*What needs to be done*: Read the records below and copy each line that contains "callbacks".

(Stored data)
..............................

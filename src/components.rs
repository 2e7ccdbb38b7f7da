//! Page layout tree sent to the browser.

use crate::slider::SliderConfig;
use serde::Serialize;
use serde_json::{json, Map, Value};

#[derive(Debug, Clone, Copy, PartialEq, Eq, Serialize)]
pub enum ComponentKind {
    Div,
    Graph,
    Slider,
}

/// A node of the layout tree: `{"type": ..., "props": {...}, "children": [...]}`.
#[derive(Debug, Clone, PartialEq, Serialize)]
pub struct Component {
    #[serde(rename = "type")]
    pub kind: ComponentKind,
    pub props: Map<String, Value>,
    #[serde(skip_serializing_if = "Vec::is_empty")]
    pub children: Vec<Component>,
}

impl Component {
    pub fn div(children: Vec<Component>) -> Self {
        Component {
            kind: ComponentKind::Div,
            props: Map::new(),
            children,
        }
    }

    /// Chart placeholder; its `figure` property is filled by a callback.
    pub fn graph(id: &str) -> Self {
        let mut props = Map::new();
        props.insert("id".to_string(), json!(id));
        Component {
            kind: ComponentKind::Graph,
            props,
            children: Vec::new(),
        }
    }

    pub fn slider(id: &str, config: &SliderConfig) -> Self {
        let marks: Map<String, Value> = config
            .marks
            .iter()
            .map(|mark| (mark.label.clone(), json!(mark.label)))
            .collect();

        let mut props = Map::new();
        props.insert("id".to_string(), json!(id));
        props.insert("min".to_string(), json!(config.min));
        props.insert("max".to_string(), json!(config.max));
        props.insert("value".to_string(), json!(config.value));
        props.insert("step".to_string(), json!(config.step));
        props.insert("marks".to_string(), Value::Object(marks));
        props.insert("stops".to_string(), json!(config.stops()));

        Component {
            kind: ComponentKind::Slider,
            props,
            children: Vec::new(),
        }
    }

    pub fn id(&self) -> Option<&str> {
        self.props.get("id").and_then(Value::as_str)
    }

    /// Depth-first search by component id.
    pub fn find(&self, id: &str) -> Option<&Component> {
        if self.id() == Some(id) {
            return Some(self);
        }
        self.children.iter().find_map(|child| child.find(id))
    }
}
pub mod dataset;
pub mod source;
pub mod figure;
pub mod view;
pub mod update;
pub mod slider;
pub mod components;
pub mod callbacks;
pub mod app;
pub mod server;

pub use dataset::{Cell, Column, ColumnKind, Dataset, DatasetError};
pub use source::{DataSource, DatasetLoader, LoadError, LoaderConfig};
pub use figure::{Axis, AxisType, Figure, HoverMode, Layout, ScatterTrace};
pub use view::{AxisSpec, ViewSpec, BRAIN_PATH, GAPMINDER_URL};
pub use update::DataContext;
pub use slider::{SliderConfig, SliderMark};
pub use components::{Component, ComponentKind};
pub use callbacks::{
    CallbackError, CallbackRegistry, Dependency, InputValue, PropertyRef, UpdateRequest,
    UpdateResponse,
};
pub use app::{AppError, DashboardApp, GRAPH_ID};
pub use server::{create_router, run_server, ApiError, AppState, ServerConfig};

..............................

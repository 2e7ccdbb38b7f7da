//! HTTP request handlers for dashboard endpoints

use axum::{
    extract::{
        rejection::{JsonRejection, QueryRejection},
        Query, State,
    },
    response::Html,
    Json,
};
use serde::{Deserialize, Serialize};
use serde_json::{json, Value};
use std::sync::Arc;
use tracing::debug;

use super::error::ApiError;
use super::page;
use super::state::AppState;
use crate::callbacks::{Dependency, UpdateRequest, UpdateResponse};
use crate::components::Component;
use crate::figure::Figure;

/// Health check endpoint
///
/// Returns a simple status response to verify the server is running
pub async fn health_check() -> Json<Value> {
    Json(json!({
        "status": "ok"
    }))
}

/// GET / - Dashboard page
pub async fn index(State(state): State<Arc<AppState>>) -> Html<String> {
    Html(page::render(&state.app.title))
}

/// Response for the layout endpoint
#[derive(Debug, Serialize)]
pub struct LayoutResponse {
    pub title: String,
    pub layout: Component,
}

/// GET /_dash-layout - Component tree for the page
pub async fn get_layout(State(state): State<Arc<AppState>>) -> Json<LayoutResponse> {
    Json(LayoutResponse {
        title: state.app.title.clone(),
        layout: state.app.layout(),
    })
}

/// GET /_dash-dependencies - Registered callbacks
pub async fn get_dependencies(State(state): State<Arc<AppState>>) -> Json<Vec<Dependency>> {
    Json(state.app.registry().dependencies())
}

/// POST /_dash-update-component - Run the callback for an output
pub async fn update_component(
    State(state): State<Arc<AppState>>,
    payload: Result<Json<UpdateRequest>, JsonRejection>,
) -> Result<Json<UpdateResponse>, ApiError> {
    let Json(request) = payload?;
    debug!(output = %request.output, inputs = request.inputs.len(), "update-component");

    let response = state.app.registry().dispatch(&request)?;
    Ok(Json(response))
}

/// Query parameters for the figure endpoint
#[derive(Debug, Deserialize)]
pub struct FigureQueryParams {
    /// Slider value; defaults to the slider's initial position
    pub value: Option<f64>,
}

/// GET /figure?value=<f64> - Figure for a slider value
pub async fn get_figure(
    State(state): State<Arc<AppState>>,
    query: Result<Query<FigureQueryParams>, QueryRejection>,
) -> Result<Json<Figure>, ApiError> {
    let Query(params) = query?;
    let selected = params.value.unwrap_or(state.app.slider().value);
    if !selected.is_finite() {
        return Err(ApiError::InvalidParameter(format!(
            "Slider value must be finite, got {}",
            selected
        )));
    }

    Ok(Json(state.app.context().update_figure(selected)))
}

..............................

*Answer space*:
pub mod callbacks;
pub use callbacks::{
use crate::callbacks::{Dependency, UpdateRequest, UpdateResponse};
/// GET /_dash-dependencies - Registered callbacks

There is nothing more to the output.